Betapa jemawanya Mak Asni. Ia tersenyum dengan wajah tegak. Ah, janda yang tangguh itu, batin Asni, kau memang layak mendapatkannya, Mak. Mak mendekatinya. “Beruntung sekali kau mendapatkan Jamal, Nak,” bisiknya dengan nada gembira.

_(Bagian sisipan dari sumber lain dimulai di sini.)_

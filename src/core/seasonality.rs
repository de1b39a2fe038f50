use std::collections::{BTreeMap, BTreeSet, HashMap};
use std::f64::consts::PI;
use std::fmt;
use std::str::FromStr;

use chrono::{Datelike, Duration, NaiveDate, NaiveDateTime};
use ndarray::Array2;
use serde::{Deserialize, Serialize};
use tracing::info;

use crate::core::time::{days_since_epoch, duration_days, parse_required};
use crate::{AuguryError, Result};

/// Column and component names the model itself produces.
const RESERVED_NAMES: [&str; 11] = [
    "trend",
    "additive_terms",
    "daily",
    "weekly",
    "yearly",
    "holidays",
    "zeros",
    "extra_regressors_additive",
    "yhat",
    "extra_regressors_multiplicative",
    "multiplicative_terms",
];

const FRAME_COLUMNS: [&str; 6] = ["ds", "y", "cap", "floor", "y_scaled", "cap_scaled"];

pub(crate) const ZEROS_COLUMN: &str = "zeros";

/// Separates a term's name from its column index in generated feature names.
/// User-supplied names may not contain it, so generated columns stay unique.
pub const COLUMN_DELIMITER: &str = "_delim_";

pub fn is_reserved_name(name: &str) -> bool {
    if FRAME_COLUMNS.contains(&name) {
        return true;
    }
    let base = name
        .strip_suffix("_lower")
        .or_else(|| name.strip_suffix("_upper"))
        .unwrap_or(name);
    RESERVED_NAMES.contains(&base)
}

#[derive(Debug, Clone, Copy, PartialEq, Eq, Default, Serialize, Deserialize)]
#[serde(rename_all = "lowercase")]
pub enum SeasonalityMode {
    #[default]
    Additive,
    Multiplicative,
}
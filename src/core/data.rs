use std::collections::BTreeMap;

use serde::{Deserialize, Serialize};

use crate::{AuguryError, Result};

/// Columnar input frame: one entry per observation.
///
/// `y` is optional so the same type carries both training history and the
/// future frame handed to `predict`.
#[derive(Debug, Clone, Default, PartialEq, Serialize, Deserialize)]
pub struct TimeSeriesData {
    pub ds: Vec<String>,
    pub y: Option<Vec<f64>>,
    pub cap: Option<Vec<f64>>,
    pub floor: Option<Vec<f64>>,
    pub regressors: BTreeMap<String, Vec<f64>>,
    pub conditions: BTreeMap<String, Vec<bool>>,
}

impl TimeSeriesData {
    pub fn new(ds: Vec<String>, y: Vec<f64>) -> Result<Self> {
        if ds.len() != y.len() {
            return Err(AuguryError::Data(format!(
                "ds and y must have same length, got {} and {}",
                ds.len(),
                y.len()
            )));
        }
        Ok(Self {
            ds,
            y: Some(y),
            ..Self::default()
        })
    }

    /// A frame with timestamps only, as produced by `make_future_dataframe`.
    pub fn from_dates(ds: Vec<String>) -> Self {
        Self {
            ds,
            ..Self::default()
        }
    }

    pub fn with_cap(mut self, cap: Vec<f64>) -> Result<Self> {
        self.check_len("cap", cap.len())?;
        self.cap = Some(cap);
        Ok(self)
    }

    pub fn with_floor(mut self, floor: Vec<f64>) -> Result<Self> {
        self.check_len("floor", floor.len())?;
        self.floor = Some(floor);
        Ok(self)
    }

    pub fn with_regressor(mut self, name: &str, values: Vec<f64>) -> Result<Self> {
        self.check_len(name, values.len())?;
        self.regressors.insert(name.to_string(), values);
        Ok(self)
    }

    pub fn with_condition(mut self, name: &str, values: Vec<bool>) -> Result<Self> {
        self.check_len(name, values.len())?;
        self.conditions.insert(name.to_string(), values);
        Ok(self)
    }

    fn check_len(&self, column: &str, len: usize) -> Result<()> {
        if len != self.ds.len() {
            return Err(AuguryError::Data(format!(
                "{} must have same length as ds ({}), got {}",
                column,
                self.ds.len(),
                len
            )));
        }
        Ok(())
    }

    /// Verify every optional column matches `ds` in length.
    pub fn validate_lengths(&self) -> Result<()> {
        if let Some(y) = &self.y {
            self.check_len("y", y.len())?;
        }
        if let Some(cap) = &self.cap {
            self.check_len("cap", cap.len())?;
        }
        if let Some(floor) = &self.floor {
            self.check_len("floor", floor.len())?;
        }
        for (name, values) in &self.regressors {
            self.check_len(name, values.len())?;
        }
        for (name, values) in &self.conditions {
            self.check_len(name, values.len())?;
        }
        Ok(())
    }

    pub fn len(&self) -> usize {
        self.ds.len()
    }

    pub fn is_empty(&self) -> bool {
        self.ds.is_empty()
    }

    /// Copy of the given rows, in the given order.
    pub fn select_rows(&self, rows: &[usize]) -> Self {
        fn pick<T: Clone>(values: &[T], rows: &[usize]) -> Vec<T> {
            rows.iter().map(|&i| values[i].clone()).collect()
        }
        Self {
            ds: pick(&self.ds, rows),
            y: self.y.as_ref().map(|v| pick(v, rows)),
            cap: self.cap.as_ref().map(|v| pick(v, rows)),
            floor: self.floor.as_ref().map(|v| pick(v, rows)),
            regressors: self
                .regressors
                .iter()
                .map(|(k, v)| (k.clone(), pick(v, rows)))
                .collect(),
            conditions: self
                .conditions
                .iter()
                .map(|(k, v)| (k.clone(), pick(v, rows)))
                .collect(),
        }
    }

    /// Same rows without the `y` column.
    pub fn without_y(&self) -> Self {
        Self {
            y: None,
            ..self.clone()
        }
    }
}

/// One named forecast component with optional percentile bands.
#[derive(Debug, Clone, PartialEq, Serialize, Deserialize)]
pub struct ComponentForecast {
    pub values: Vec<f64>,
    pub lower: Option<Vec<f64>>,
    pub upper: Option<Vec<f64>>,
}

#[derive(Debug, Clone, PartialEq, Serialize, Deserialize)]
pub struct ForecastResult {
    pub ds: Vec<String>,
    pub trend: Vec<f64>,
    pub trend_lower: Option<Vec<f64>>,
    pub trend_upper: Option<Vec<f64>>,
    pub cap: Option<Vec<f64>>,
    pub floor: Option<Vec<f64>>,
    /// Seasonalities, holidays, regressors and the aggregate groups
    /// (`additive_terms`, `multiplicative_terms`, `holidays`, ...).
    pub components: BTreeMap<String, ComponentForecast>,
    pub yhat: Vec<f64>,
    pub yhat_lower: Option<Vec<f64>>,
    pub yhat_upper: Option<Vec<f64>>,
}

impl ForecastResult {
    pub fn component(&self, name: &str) -> Option<&[f64]> {
        self.components.get(name).map(|c| c.values.as_slice())
    }

    pub fn len(&self) -> usize {
        self.ds.len()
    }

    pub fn is_empty(&self) -> bool {
        self.ds.is_empty()
    }
}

Asni mengangguk dan memaksakan bibirnya tersenyum. Hiruk pikuk keramaian membuat perasaannya makin tak keruan. Ibu-ibu di desanya mulai berdatangan. Mereka membawa bokor yang isinya beras, kelapa, dan juga ayam kampung. Mak mulai mempersilakan mereka untuk menikmati segala macam bolu dan minuman di atas meja prasmanan. Asni tak henti menatap Mak dengan hati yang pilu. Sungguh ia makin tak berani berterus-terang.

5

Pagi akad nikah, perempuan bertubuh tambun datang dengan sekotak besar alat rias ketika beduk subuh bahkan belum ditabuh. Asni diminta mandi air rendaman mawar merah. Perempuan itu membaca mantra sebelum membalurkan wajah Asni dengan mawar-mawar yang basah. Setelah Asni mengeringkan tubuhnya, ia duduk di depan meja rias. Di hadapan cermin, ia merasa sangat kotor.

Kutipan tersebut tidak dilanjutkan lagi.